Data provided >>
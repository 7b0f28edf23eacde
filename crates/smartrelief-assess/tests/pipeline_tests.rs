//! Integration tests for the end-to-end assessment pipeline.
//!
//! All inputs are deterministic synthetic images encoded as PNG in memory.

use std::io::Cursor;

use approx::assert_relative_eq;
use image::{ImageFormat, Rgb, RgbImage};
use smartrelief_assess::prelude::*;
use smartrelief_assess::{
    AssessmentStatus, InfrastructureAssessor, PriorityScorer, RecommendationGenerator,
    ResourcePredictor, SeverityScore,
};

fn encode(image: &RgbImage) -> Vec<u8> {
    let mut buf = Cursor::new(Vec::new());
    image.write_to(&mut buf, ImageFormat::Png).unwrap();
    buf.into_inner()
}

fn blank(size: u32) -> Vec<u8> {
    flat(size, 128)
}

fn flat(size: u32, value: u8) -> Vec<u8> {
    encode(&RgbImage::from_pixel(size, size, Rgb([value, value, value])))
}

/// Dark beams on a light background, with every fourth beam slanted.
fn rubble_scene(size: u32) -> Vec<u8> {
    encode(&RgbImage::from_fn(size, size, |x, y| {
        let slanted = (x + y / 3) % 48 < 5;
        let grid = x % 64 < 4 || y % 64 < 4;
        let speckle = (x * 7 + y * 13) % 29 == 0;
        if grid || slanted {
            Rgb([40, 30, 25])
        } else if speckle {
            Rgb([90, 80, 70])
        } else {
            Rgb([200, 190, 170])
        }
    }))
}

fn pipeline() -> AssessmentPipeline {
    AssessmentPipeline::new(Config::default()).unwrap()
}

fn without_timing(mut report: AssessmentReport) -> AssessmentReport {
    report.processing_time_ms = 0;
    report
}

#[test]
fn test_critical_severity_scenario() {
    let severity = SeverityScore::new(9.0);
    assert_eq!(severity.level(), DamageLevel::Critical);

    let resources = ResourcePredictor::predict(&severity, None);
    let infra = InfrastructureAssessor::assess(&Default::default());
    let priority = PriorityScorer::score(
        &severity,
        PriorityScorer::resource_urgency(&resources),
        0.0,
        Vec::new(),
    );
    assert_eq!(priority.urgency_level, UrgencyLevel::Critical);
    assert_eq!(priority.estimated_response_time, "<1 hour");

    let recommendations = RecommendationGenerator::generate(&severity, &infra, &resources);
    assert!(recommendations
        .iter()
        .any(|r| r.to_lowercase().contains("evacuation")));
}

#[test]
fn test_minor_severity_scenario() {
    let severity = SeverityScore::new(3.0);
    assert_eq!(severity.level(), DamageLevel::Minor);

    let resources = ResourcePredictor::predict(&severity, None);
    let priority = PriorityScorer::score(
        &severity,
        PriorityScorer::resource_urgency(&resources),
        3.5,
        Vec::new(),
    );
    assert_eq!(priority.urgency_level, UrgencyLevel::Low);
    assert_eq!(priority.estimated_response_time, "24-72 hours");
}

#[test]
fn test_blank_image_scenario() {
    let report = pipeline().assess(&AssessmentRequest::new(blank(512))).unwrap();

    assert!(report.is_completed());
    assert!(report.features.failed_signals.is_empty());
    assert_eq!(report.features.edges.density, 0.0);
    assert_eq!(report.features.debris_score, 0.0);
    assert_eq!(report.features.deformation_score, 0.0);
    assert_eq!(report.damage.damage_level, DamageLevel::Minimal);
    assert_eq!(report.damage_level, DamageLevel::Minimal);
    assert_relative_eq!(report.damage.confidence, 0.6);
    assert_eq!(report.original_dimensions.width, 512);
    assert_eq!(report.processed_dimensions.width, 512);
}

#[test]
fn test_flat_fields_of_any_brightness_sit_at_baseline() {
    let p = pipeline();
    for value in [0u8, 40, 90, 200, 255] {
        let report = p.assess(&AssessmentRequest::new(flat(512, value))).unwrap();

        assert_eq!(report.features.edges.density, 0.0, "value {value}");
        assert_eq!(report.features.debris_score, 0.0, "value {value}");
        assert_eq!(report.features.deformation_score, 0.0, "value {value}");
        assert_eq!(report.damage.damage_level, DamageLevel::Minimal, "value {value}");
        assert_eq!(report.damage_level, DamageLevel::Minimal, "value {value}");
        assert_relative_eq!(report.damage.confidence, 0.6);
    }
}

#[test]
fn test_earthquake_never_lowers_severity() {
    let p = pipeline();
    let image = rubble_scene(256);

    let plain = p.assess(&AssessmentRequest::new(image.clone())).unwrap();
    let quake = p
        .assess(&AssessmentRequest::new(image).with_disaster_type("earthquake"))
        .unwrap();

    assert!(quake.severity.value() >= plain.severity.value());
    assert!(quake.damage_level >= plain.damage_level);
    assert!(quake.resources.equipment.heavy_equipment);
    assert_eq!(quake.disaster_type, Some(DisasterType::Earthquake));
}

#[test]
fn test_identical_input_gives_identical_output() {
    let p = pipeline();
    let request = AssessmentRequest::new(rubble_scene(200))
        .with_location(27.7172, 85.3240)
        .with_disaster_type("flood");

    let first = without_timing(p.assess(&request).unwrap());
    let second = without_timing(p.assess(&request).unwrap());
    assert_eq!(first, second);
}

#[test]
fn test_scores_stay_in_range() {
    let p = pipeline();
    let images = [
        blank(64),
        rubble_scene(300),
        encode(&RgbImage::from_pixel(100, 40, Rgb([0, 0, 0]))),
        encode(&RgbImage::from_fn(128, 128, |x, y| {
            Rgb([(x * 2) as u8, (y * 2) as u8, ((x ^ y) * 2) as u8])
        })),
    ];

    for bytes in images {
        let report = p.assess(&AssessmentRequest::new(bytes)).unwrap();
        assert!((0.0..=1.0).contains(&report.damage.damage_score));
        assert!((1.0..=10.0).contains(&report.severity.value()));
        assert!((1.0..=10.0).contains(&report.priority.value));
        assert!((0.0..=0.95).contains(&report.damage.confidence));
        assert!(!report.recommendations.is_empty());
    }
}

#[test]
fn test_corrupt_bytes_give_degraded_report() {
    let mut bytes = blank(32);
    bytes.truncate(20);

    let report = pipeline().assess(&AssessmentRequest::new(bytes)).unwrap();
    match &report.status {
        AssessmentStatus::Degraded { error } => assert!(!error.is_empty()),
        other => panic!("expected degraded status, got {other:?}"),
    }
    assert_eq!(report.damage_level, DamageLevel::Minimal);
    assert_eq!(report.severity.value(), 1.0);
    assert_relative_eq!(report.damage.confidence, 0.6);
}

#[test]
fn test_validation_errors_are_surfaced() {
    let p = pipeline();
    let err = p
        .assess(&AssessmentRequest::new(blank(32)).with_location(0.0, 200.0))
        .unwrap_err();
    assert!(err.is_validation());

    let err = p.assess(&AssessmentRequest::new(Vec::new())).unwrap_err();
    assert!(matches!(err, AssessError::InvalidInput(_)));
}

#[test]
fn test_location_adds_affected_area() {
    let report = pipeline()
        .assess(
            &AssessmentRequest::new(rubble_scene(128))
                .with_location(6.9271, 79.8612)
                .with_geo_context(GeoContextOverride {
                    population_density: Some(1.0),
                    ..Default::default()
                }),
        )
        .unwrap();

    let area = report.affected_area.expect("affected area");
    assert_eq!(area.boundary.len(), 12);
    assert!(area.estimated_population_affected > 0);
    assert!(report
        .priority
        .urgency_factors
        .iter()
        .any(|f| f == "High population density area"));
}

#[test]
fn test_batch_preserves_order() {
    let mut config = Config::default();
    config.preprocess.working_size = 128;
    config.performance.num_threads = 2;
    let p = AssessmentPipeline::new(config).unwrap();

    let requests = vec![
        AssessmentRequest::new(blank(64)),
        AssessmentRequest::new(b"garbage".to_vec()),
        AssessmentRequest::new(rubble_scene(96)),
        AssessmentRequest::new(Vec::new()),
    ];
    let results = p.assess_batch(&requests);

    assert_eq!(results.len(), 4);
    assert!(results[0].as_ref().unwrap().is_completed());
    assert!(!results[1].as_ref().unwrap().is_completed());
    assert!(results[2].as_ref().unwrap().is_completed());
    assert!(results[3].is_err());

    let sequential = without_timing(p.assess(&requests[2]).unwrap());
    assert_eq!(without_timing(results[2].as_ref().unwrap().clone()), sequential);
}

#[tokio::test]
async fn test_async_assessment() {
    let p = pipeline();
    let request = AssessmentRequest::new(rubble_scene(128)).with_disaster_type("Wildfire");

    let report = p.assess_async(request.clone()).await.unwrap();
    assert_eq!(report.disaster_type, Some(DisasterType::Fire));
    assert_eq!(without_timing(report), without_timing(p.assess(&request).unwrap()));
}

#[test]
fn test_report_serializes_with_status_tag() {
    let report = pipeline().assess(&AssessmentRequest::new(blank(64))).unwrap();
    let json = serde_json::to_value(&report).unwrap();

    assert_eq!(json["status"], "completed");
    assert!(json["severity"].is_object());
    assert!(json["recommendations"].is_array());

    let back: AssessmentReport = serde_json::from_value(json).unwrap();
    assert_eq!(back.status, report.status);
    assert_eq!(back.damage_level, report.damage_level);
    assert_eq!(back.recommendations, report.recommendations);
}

The problem >>
Each line in the material above that mentions the word "recommendations" must be copied.

Result >>
    let recommendations = RecommendationGenerator::generate(&severity, &infra, &resources);
    assert!(recommendations
        assert!(!report.recommendations.is_empty());
    assert!(json["recommendations"].is_array());
    assert_eq!(back.recommendations, report.recommendations);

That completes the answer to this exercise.